New HIPAA rules increase your liability: Here's how to comply

Dermatologists have until Sept. 23 to put into place internal policies and procedures needed to comply with sweeping changes coming to the Health Insurance Portability and Accountability Act (HIPAA).

Dermatologists have until Sept. 23 to put into place internal policies and procedures needed to comply with sweeping changes coming to the Health Insurance Portability and Accountability Act (HIPAA).

These changes are a big deal, says Pat Davey, M.D., chairman of the American Academy of Dermatology Practice Management Committee. Every day, someone loses personal information, whether that be a credit card or their Social Security number, he says.

“I’ve got the feeling that somebody’s going to get crucified on the privacy cross ... that’ll probably be your solo dermatologist who doesn’t have the resources to fight the federal government,” he says.

Driving many of the changes in the omnibus rule is the privacy debate, especially as it relates to electronic health records, Dr. Davey says. “The original HIPAA went into effect in 1996. And that relates more to how we handle records,” he says. “Now they’re tightening it up in terms of who has access to data ... and that’s the part that is aimed at the electronic records.”

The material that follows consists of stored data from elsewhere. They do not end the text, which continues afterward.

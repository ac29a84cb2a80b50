/**
 * Upload Routes
 * Multipart image upload into the object store, plus deletion
 */
use axum::{
    extract::{Multipart, Path},
    http::{HeaderMap, StatusCode},
    response::IntoResponse,
    Json,
};
use serde::Serialize;

use crate::routes::{require_admin, ErrorResponse};
use crate::storage;

const MAX_FILE_SIZE: usize = 5 * 1024 * 1024; // 5MB
const ALLOWED_EXTENSIONS: &[&str] = &["jpg", "jpeg", "png", "webp", "gif"];

#[derive(Debug, Serialize)]
#[serde(rename_all = "camelCase")]
pub struct UploadResponse {
    pub url: String,
    pub path: String,
    pub size: usize,
    pub mime_type: String,
}

fn validate_image_magic_bytes(bytes: &[u8]) -> Option<&'static str> {
    if bytes.len() < 4 {
        return None;
    }
    match bytes {
        // JPEG: FF D8 FF
        [0xFF, 0xD8, 0xFF, ..] => Some("image/jpeg"),
        // PNG: 89 50 4E 47
        [0x89, 0x50, 0x4E, 0x47, ..] => Some("image/png"),
        // GIF: 47 49 46 38
        [0x47, 0x49, 0x46, 0x38, ..] => Some("image/gif"),
        // WebP: 52 49 46 46 ... 57 45 42 50
        [0x52, 0x49, 0x46, 0x46, _, _, _, _, 0x57, 0x45, 0x42, 0x50, ..] => Some("image/webp"),
        _ => None,
    }
}

fn get_extension_from_mime(mime: &str) -> &str {
    match mime {
        "image/jpeg" => "jpg",
        "image/png" => "png",
        "image/gif" => "gif",
        "image/webp" => "webp",
        _ => "bin",
    }
}

/// POST /api/uploads - Store one image (admin)
pub async fn upload_image(headers: HeaderMap, mut multipart: Multipart) -> impl IntoResponse {
    if let Err(err) = require_admin(&headers) {
        return err.into_response();
    }

    let field = match multipart.next_field().await {
        Ok(Some(field)) => field,
        Ok(None) => {
            return (
                StatusCode::BAD_REQUEST,
                Json(ErrorResponse::new("No file provided")),
            )
                .into_response();
        }
        Err(e) => {
            tracing::error!("Multipart error: {}", e);
            return (
                StatusCode::BAD_REQUEST,
                Json(ErrorResponse::new("Invalid multipart data")),
            )
                .into_response();
        }
    };

    // Get original filename for extension validation
    let original_name = field.file_name().unwrap_or("unknown").to_string();
    let original_ext = original_name
        .rsplit('.')
        .next()
        .unwrap_or("")
        .to_lowercase();

    if !ALLOWED_EXTENSIONS.contains(&original_ext.as_str()) {
        return (
            StatusCode::BAD_REQUEST,
            Json(ErrorResponse::new(
                "Unsupported file type. Allowed: JPEG, PNG, WebP, GIF.",
            )),
        )
            .into_response();
    }

    let bytes = match field.bytes().await {
        Ok(b) => b,
        Err(e) => {
            tracing::error!("Failed to read upload bytes: {}", e);
            return (
                StatusCode::BAD_REQUEST,
                Json(ErrorResponse::new("Failed to read file data")),
            )
                .into_response();
        }
    };

    if bytes.len() > MAX_FILE_SIZE {
        return (
            StatusCode::BAD_REQUEST,
            Json(ErrorResponse::new("File too large. Maximum size is 5MB.")),
        )
            .into_response();
    }

    if bytes.is_empty() {
        return (
            StatusCode::BAD_REQUEST,
            Json(ErrorResponse::new("Empty file")),
        )
            .into_response();
    }

    // Extension alone is spoofable; the content has to look like an image.
    let mime_type = match validate_image_magic_bytes(&bytes) {
        Some(mime) => mime,
        None => {
            return (
                StatusCode::BAD_REQUEST,
                Json(ErrorResponse::new(
                    "File content does not match an allowed image type.",
                )),
            )
                .into_response();
        }
    };

    let ext = get_extension_from_mime(mime_type);
    let image = match storage::store(ext, &bytes).await {
        Ok(image) => image,
        Err(e) => {
            tracing::error!("Failed to store upload: {}", e);
            return (
                StatusCode::INTERNAL_SERVER_ERROR,
                Json(ErrorResponse::new("Failed to save file")),
            )
                .into_response();
        }
    };

    let path = image.path.clone().unwrap_or_default();
    tracing::info!("Image uploaded: {} ({} bytes)", path, bytes.len());

    (
        StatusCode::CREATED,
        Json(UploadResponse {
            url: image.url,
            path,
            size: bytes.len(),
            mime_type: mime_type.to_string(),
        }),
    )
        .into_response()
}

/// DELETE /api/uploads/:path - Remove a stored image (admin)
pub async fn delete_image(headers: HeaderMap, Path(path): Path<String>) -> impl IntoResponse {
    if let Err(err) = require_admin(&headers) {
        return err.into_response();
    }

    if !storage::is_safe_path(&path) {
        return (
            StatusCode::BAD_REQUEST,
            Json(ErrorResponse::new("Invalid filename")),
        )
            .into_response();
    }

    match storage::remove(&path).await {
        Ok(()) => {
            tracing::info!("Image deleted: {}", path);
            StatusCode::NO_CONTENT.into_response()
        }
        Err(e) if e.kind() == std::io::ErrorKind::NotFound => (
            StatusCode::NOT_FOUND,
            Json(ErrorResponse::new("File not found")),
        )
            .into_response(),
        Err(e) => {
            tracing::error!("Failed to delete file {}: {}", path, e);
            (
                StatusCode::INTERNAL_SERVER_ERROR,
                Json(ErrorResponse::new("Failed to delete file")),
            )
                .into_response()
        }
    }
}

#[cfg(test)]
mod tests {
    use super::*;

    #[test]
    fn test_magic_bytes_jpeg() {
        assert_eq!(
            validate_image_magic_bytes(&[0xFF, 0xD8, 0xFF, 0xE0]),
            Some("image/jpeg")
        );
    }

    #[test]
    fn test_magic_bytes_png() {
        assert_eq!(
            validate_image_magic_bytes(&[0x89, 0x50, 0x4E, 0x47, 0x0D, 0x0A]),
            Some("image/png")
        );
    }

    #[test]
    fn test_magic_bytes_webp() {
        let bytes = [
            0x52, 0x49, 0x46, 0x46, 0x00, 0x00, 0x00, 0x00, 0x57, 0x45, 0x42, 0x50,
        ];
        assert_eq!(validate_image_magic_bytes(&bytes), Some("image/webp"));
    }

    #[test]
    fn test_magic_bytes_rejects_other_content() {
        assert_eq!(validate_image_magic_bytes(b"<svg>not ok</svg>"), None);
        assert_eq!(validate_image_magic_bytes(&[0x00]), None);
    }

    #[test]
    fn test_extension_mapping() {
        assert_eq!(get_extension_from_mime("image/jpeg"), "jpg");
        assert_eq!(get_extension_from_mime("application/pdf"), "bin");
    }
}
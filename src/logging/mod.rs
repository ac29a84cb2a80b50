/*!
 * Logging Module
 * Centralized logging configuration and utilities
 */
pub mod middleware;

use std::io;
use tracing_appender::{non_blocking, non_blocking::WorkerGuard, rolling};
use tracing_subscriber::{fmt, layer::SubscriberExt, util::SubscriberInitExt, EnvFilter, Layer};

/// Initialize the logging system. The returned guards flush the non-blocking
/// writers and must live as long as the program.
pub fn init() -> Vec<WorkerGuard> {
    // Get environment
    let environment = std::env::var("ENVIRONMENT").unwrap_or_else(|_| "development".to_string());
    let is_production = environment == "production";

    // Create log directory if it doesn't exist
    std::fs::create_dir_all("logs").ok();

    // File appender for all logs
    let file_appender = rolling::daily("logs", "app.log");
    let (file_writer, file_guard) = non_blocking(file_appender);

    // File appender for errors only
    let error_appender = rolling::daily("logs", "error.log");
    let (error_writer, error_guard) = non_blocking(error_appender);

    // Console writer
    let (console_writer, console_guard) = non_blocking(io::stdout());

    // Configure log level
    let log_level = std::env::var("LOG_LEVEL").unwrap_or_else(|_| {
        if is_production {
            "info".to_string()
        } else {
            "debug".to_string()
        }
    });

    let env_filter = EnvFilter::try_from_default_env().unwrap_or_else(|_| {
        EnvFilter::new(format!(
            "blog_backend={},tower_http=debug,axum=debug",
            log_level
        ))
    });

    // Build the subscriber
    let subscriber = tracing_subscriber::registry().with(env_filter);

    if is_production {
        // JSON format for production
        let file_layer = fmt::layer()
            .json()
            .with_writer(file_writer)
            .with_target(true)
            .with_thread_ids(true)
            .with_thread_names(true)
            .with_file(true)
            .with_line_number(true);

        let error_layer = fmt::layer()
            .json()
            .with_writer(error_writer)
            .with_target(true)
            .with_thread_ids(true)
            .with_thread_names(true)
            .with_file(true)
            .with_line_number(true)
            .with_filter(tracing_subscriber::filter::LevelFilter::ERROR);

        let console_layer = fmt::layer()
            .json()
            .with_writer(console_writer)
            .with_target(false);

        subscriber
            .with(file_layer)
            .with(error_layer)
            .with(console_layer)
            .init();
    } else {
        // Pretty format for development
        let file_layer = fmt::layer()
            .with_writer(file_writer)
            .with_target(true)
            .with_thread_ids(false)
            .with_thread_names(false)
            .with_file(true)
            .with_line_number(true)
            .with_ansi(false);

        let console_layer = fmt::layer()
            .with_writer(console_writer)
            .with_target(true)
            .pretty()
            .with_thread_ids(false)
            .with_thread_names(false);

        subscriber.with(file_layer).with(console_layer).init();
    }

    tracing::info!("Logging initialized for {} environment", environment);

    vec![file_guard, error_guard, console_guard]
}
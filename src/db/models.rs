//! Database Models - structs representing database tables (used by sqlx/serde).

use chrono::{DateTime, Utc};
use serde::{Deserialize, Serialize};
use sqlx::types::Json;
use sqlx::FromRow;
use uuid::Uuid;

use crate::content::editor::ImageRef;

/// User model
#[derive(Debug, Clone, FromRow, Serialize, Deserialize)]
pub struct User {
    pub id: Uuid,
    pub email: String,
    pub password_hash: String,
    pub role: String,
    pub created_at: DateTime<Utc>,
}

/// Refresh token model
#[derive(Debug, Clone, FromRow, Serialize, Deserialize)]
pub struct RefreshToken {
    pub id: Uuid,
    pub user_id: Uuid,
    pub token_hash: String,
    pub expires_at: DateTime<Utc>,
    pub revoked: bool,
    pub created_at: DateTime<Utc>,
}

/// Category model
#[derive(Debug, Clone, FromRow, Serialize, Deserialize)]
#[serde(rename_all = "camelCase")]
pub struct Category {
    pub id: Uuid,
    pub name: String,
    pub slug: String,
    pub created_at: DateTime<Utc>,
}

/// Post model
#[derive(Debug, Clone, FromRow, Serialize, Deserialize)]
#[serde(rename_all = "camelCase")]
pub struct Post {
    pub id: Uuid,
    pub title: String,
    pub slug: String,
    pub description: String,
    pub intro: String,
    pub conclusion: String,
    pub content_md: String,
    pub category_id: Uuid,
    pub images: Json<Vec<ImageRef>>,
    pub is_draft: bool,
    pub published_at: Option<DateTime<Utc>>,
    pub created_at: DateTime<Utc>,
    pub updated_at: DateTime<Utc>,
}

impl Post {
    /// Image refs flattened to a list of URL strings, cover first.
    pub fn image_urls(&self) -> Vec<String> {
        self.images.0.iter().map(|i| i.url.clone()).collect()
    }

    /// Paths of internally stored images, the ones we own and may delete.
    pub fn stored_image_paths(&self) -> Vec<String> {
        self.images.0.iter().filter_map(|i| i.path.clone()).collect()
    }

    /// Per-slot store paths, index-aligned with `image_urls` (external
    /// images yield an empty string).
    pub fn image_paths(&self) -> Vec<String> {
        self.images
            .0
            .iter()
            .map(|i| i.path.clone().unwrap_or_default())
            .collect()
    }
}

/// Page model
#[derive(Debug, Clone, FromRow, Serialize, Deserialize)]
#[serde(rename_all = "camelCase")]
pub struct Page {
    pub id: Uuid,
    pub title: String,
    pub slug: String,
    pub description: String,
    pub content_md: String,
    pub cover_image_url: String,
    pub images_urls: Json<Vec<ImageRef>>,
    pub is_draft: bool,
    pub published_at: Option<DateTime<Utc>>,
    pub created_at: DateTime<Utc>,
    pub updated_at: DateTime<Utc>,
}

impl Page {
    pub fn image_urls(&self) -> Vec<String> {
        self.images_urls.0.iter().map(|i| i.url.clone()).collect()
    }

    pub fn stored_image_paths(&self) -> Vec<String> {
        self.images_urls
            .0
            .iter()
            .filter_map(|i| i.path.clone())
            .collect()
    }
}

/// Newsletter subscriber row. `confirmation_token` doubles as the identity
/// key for confirm and unsubscribe links and is never rotated.
#[derive(Debug, Clone, FromRow, Serialize, Deserialize)]
#[serde(rename_all = "camelCase")]
pub struct Subscriber {
    pub id: Uuid,
    pub email: String,
    pub confirmation_token: String,
    pub confirmed: bool,
    pub unsubscribed: bool,
    pub created_at: DateTime<Utc>,
    pub resubscribed_at: Option<DateTime<Utc>>,
    pub unsubscribed_at: Option<DateTime<Utc>>,
}

/// Newsletter campaign audit row, written once per broadcast. `sent_to`
/// counts attempted recipients, not provider-confirmed deliveries.
#[derive(Debug, Clone, FromRow, Serialize, Deserialize)]
#[serde(rename_all = "camelCase")]
pub struct Campaign {
    pub id: Uuid,
    pub subject: String,
    pub body: String,
    pub sent_to: i64,
    pub created_at: DateTime<Utc>,
}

The idea behind EHRs was to have federal information exchanges that would allow hospital systems, outpatient facilities and individual physicians to exchange patient information, Dr. Davey says.

“We do not know when this will happen. In my part of the world hospital systems are rolling out a common electronic record to the primary care doctors, giving hospital staff members electronic access to records and setting up secure texting networks,” Dr. Davey says.